Records for the task —
----------------------------------------

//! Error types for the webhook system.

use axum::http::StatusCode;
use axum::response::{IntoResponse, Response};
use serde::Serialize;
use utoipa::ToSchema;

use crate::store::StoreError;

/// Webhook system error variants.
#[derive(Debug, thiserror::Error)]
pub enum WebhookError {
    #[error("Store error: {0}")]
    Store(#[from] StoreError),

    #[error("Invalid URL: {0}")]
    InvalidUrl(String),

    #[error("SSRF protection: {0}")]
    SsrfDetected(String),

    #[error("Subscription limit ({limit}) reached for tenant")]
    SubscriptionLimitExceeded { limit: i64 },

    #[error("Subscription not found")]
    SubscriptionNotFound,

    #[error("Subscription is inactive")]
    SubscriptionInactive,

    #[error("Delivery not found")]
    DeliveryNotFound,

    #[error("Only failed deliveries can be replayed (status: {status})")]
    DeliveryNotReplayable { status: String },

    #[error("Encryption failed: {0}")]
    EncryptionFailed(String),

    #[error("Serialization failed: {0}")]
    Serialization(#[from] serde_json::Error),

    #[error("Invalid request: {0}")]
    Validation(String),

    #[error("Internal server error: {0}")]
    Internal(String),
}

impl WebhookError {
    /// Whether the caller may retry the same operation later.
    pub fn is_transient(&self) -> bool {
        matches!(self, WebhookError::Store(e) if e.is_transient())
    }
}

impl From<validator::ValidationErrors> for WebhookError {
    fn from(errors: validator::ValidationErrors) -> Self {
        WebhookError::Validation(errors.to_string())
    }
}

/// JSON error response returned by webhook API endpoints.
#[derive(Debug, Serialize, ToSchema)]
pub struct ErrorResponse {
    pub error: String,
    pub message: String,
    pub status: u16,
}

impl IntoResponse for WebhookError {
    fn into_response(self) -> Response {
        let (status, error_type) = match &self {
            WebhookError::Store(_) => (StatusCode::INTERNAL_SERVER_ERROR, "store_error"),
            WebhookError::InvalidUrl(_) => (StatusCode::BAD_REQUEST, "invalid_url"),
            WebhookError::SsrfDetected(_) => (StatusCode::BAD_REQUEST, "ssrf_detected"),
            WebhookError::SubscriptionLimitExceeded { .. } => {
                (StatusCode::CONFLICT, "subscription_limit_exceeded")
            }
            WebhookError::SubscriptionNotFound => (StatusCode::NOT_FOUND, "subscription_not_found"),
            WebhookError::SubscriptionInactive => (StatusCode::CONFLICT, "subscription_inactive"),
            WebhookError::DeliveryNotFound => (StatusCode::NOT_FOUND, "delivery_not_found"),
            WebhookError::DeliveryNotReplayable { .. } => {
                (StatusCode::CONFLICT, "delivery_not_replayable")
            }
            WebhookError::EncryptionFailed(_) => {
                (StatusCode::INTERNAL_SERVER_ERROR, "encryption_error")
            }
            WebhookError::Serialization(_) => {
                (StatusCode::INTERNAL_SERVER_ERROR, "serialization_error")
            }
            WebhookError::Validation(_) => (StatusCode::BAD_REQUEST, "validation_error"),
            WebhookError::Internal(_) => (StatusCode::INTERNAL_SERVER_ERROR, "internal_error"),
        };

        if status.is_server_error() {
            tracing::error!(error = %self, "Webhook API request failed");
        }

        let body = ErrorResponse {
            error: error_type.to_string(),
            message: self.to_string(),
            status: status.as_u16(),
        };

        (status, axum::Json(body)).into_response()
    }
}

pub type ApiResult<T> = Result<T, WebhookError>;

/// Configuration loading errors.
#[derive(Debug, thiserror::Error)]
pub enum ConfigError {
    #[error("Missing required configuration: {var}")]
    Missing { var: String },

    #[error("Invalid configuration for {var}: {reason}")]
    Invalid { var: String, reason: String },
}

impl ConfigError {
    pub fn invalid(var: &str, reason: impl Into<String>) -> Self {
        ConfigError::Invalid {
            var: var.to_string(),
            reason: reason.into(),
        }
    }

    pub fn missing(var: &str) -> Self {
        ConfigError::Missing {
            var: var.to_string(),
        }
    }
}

----------------------------------------

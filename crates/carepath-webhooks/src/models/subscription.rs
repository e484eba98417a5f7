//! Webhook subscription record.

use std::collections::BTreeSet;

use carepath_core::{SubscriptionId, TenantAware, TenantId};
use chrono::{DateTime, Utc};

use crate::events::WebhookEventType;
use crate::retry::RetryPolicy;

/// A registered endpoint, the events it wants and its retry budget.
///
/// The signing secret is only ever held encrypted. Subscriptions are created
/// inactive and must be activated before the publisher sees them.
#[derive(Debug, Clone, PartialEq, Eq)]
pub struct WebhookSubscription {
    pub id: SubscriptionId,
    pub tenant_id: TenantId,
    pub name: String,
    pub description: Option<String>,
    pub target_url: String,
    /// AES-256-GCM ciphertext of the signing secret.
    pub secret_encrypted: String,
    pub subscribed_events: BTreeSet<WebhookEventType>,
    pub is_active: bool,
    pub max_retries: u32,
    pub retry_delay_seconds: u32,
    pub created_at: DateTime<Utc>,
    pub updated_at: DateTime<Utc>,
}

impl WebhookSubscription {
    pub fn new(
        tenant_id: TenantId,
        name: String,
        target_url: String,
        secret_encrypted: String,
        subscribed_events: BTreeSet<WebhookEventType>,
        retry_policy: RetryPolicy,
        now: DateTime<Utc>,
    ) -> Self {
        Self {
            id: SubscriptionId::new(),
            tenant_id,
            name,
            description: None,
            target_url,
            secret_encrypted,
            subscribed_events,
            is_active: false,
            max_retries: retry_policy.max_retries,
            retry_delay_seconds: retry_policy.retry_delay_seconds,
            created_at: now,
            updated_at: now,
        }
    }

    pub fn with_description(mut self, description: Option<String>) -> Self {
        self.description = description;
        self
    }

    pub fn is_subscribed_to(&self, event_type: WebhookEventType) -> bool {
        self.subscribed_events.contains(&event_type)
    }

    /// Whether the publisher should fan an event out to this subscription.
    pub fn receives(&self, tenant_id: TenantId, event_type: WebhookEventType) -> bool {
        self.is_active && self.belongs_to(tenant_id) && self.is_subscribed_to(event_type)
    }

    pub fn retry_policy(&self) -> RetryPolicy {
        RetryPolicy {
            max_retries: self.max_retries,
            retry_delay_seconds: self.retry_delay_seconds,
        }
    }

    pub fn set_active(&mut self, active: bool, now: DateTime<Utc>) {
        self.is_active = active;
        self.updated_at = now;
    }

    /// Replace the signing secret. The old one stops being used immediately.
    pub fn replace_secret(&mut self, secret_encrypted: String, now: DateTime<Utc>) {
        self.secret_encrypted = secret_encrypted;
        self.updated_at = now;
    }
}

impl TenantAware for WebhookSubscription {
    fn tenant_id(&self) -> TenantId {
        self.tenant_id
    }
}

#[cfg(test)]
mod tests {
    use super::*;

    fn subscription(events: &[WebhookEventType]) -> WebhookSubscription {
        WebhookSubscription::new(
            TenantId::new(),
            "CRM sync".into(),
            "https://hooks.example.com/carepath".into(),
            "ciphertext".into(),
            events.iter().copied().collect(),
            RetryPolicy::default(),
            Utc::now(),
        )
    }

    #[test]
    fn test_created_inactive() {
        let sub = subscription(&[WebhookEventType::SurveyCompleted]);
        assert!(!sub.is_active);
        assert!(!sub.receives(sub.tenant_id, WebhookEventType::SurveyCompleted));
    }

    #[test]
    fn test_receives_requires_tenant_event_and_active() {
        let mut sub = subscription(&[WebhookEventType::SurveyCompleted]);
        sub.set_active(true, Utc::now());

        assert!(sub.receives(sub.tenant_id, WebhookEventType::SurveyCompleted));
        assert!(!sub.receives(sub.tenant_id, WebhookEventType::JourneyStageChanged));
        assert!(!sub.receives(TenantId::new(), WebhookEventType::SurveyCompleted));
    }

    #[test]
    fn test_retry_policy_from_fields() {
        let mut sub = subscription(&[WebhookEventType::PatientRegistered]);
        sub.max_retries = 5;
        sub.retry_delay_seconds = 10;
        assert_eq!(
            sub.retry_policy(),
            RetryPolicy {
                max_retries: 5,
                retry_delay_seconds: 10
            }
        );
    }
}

----------------------------------------

The range runs from the line with "self.description = description;" up to and including the line with "to this subscription." in the listing above; please write out exactly those lines and nothing more.

Written solution —
        self.description = description;
        self
    }

    pub fn is_subscribed_to(&self, event_type: WebhookEventType) -> bool {
        self.subscribed_events.contains(&event_type)
    }

    /// Whether the publisher should fan an event out to this subscription.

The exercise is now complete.